• YOUR TASK: Copy out exactly the stretch of the listing below that begins at the line containing "if current >" and ends at the line containing "authority for sequences.", and copy nothing outside it.
-------- DATA EXTRACTS --------
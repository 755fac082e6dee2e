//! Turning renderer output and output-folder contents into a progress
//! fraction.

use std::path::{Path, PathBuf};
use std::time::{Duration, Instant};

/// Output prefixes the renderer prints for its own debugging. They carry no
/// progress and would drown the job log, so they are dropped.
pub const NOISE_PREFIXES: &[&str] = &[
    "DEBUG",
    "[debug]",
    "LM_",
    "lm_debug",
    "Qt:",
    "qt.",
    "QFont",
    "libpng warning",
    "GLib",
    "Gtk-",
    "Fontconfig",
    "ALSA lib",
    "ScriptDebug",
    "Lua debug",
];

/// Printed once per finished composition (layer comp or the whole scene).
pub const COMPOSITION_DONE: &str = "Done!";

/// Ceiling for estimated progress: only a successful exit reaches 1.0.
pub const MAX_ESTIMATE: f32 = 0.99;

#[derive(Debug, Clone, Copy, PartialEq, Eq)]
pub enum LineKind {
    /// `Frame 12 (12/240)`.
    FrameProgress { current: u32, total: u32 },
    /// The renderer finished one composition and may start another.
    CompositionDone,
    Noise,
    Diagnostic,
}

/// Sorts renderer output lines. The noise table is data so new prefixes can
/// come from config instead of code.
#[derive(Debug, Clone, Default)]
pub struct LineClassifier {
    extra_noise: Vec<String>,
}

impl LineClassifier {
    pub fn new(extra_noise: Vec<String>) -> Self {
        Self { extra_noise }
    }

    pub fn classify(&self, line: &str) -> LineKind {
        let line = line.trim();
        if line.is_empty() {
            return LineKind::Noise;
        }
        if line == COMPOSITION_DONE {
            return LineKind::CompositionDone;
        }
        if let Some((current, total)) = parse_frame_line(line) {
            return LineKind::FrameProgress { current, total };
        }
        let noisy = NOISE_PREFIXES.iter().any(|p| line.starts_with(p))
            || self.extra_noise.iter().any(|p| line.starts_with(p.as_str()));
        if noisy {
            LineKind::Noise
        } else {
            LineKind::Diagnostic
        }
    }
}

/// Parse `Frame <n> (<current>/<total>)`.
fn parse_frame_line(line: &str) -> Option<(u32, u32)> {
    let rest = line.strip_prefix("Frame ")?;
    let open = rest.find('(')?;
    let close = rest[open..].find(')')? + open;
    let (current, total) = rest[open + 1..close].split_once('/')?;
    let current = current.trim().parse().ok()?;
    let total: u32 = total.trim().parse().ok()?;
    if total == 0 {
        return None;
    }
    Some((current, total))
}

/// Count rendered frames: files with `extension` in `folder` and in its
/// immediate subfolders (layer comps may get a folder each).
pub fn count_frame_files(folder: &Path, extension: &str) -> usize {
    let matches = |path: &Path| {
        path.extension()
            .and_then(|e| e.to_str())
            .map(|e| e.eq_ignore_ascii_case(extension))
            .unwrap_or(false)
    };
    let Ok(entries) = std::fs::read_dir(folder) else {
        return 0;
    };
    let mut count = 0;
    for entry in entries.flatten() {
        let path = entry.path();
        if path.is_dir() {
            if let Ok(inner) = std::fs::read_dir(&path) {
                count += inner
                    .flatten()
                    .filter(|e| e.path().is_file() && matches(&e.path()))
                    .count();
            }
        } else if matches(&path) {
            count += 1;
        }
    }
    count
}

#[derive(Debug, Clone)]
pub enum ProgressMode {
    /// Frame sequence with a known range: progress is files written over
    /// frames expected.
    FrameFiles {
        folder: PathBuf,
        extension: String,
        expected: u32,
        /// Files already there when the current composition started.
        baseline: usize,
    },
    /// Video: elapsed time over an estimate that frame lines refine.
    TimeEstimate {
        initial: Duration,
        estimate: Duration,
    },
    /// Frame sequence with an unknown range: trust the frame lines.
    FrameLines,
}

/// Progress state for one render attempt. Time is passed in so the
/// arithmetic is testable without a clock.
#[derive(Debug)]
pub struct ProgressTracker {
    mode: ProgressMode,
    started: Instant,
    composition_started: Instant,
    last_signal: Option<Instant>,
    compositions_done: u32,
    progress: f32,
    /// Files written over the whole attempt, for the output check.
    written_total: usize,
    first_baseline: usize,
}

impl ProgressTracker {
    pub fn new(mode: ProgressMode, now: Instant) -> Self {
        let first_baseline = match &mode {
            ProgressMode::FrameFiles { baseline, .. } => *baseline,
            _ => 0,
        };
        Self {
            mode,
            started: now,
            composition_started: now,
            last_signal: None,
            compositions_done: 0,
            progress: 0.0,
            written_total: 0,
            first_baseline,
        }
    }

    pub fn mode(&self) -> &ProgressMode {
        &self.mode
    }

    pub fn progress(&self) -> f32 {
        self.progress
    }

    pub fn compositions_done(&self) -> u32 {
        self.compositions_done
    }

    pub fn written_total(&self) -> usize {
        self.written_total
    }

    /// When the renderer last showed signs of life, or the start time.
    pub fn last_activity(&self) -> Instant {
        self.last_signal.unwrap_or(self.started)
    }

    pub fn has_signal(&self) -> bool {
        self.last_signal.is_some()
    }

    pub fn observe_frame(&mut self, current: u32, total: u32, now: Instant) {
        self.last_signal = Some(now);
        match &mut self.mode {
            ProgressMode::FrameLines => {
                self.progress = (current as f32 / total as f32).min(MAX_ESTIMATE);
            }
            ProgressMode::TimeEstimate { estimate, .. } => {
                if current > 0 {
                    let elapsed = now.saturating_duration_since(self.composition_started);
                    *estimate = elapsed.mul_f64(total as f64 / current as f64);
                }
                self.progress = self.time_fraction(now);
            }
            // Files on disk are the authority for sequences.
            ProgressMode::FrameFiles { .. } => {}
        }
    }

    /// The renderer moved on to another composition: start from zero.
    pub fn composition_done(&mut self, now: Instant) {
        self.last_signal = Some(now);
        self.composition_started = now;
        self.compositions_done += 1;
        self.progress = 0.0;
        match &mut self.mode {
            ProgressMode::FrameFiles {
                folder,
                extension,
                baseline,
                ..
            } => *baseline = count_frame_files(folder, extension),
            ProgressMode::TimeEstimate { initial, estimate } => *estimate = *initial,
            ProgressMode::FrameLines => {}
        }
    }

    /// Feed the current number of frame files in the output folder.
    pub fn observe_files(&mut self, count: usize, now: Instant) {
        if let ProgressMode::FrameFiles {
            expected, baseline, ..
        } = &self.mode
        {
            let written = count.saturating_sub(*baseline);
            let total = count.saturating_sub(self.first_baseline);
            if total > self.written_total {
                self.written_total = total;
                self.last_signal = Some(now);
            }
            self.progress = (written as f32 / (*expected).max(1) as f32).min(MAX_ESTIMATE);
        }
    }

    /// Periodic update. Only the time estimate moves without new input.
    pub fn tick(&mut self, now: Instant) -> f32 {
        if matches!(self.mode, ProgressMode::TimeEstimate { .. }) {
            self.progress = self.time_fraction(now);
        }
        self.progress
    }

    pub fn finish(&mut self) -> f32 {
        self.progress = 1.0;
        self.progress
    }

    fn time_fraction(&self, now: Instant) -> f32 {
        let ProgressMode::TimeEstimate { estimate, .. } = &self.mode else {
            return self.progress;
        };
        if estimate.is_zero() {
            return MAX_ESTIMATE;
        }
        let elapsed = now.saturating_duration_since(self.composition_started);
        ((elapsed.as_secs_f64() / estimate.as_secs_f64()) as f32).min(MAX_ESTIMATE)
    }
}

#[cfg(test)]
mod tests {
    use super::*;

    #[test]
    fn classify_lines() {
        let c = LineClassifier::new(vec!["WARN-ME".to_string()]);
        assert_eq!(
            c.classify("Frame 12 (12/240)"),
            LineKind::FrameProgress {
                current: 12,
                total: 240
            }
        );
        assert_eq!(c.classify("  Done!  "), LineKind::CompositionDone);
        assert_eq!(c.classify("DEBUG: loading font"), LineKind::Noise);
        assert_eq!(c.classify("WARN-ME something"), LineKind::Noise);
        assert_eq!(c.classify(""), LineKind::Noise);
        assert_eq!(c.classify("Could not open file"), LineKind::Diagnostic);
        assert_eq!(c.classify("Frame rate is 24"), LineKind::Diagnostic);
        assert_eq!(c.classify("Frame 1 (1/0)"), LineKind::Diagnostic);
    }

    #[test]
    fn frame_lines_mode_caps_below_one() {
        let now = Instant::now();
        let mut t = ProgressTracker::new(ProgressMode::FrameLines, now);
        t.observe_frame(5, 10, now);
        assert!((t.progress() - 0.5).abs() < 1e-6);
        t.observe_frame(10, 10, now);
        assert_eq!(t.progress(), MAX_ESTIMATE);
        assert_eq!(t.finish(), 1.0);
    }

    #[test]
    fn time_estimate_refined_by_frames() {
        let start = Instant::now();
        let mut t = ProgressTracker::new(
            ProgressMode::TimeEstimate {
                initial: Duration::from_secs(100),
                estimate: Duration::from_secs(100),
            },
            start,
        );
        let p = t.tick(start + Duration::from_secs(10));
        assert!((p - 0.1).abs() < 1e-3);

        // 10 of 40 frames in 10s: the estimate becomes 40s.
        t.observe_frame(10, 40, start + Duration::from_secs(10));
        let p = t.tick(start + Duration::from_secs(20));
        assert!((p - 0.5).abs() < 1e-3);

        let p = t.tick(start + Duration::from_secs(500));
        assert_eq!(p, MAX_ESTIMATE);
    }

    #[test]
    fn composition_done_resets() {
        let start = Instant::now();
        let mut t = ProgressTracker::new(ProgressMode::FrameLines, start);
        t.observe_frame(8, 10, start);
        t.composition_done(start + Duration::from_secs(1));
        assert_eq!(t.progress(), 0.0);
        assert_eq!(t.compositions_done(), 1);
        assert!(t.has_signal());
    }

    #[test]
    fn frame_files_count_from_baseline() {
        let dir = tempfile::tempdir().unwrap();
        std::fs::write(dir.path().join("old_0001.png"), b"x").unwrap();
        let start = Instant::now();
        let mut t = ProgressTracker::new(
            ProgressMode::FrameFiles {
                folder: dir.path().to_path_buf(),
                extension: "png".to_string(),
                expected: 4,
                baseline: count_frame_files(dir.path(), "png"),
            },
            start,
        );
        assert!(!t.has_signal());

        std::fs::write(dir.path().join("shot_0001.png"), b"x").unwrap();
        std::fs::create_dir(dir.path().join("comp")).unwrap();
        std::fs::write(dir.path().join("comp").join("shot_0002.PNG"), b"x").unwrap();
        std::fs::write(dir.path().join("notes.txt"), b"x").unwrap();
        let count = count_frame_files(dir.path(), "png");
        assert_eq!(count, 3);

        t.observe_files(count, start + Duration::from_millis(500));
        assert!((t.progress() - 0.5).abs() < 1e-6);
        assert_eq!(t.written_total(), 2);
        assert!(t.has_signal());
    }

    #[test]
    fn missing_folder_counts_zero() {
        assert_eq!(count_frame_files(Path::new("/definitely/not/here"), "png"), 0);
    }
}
--------
• RESPONSE:
                if current > 0 {
                    let elapsed = now.saturating_duration_since(self.composition_started);
                    *estimate = elapsed.mul_f64(total as f64 / current as f64);
                }
                self.progress = self.time_fraction(now);
            }
            // Files on disk are the authority for sequences.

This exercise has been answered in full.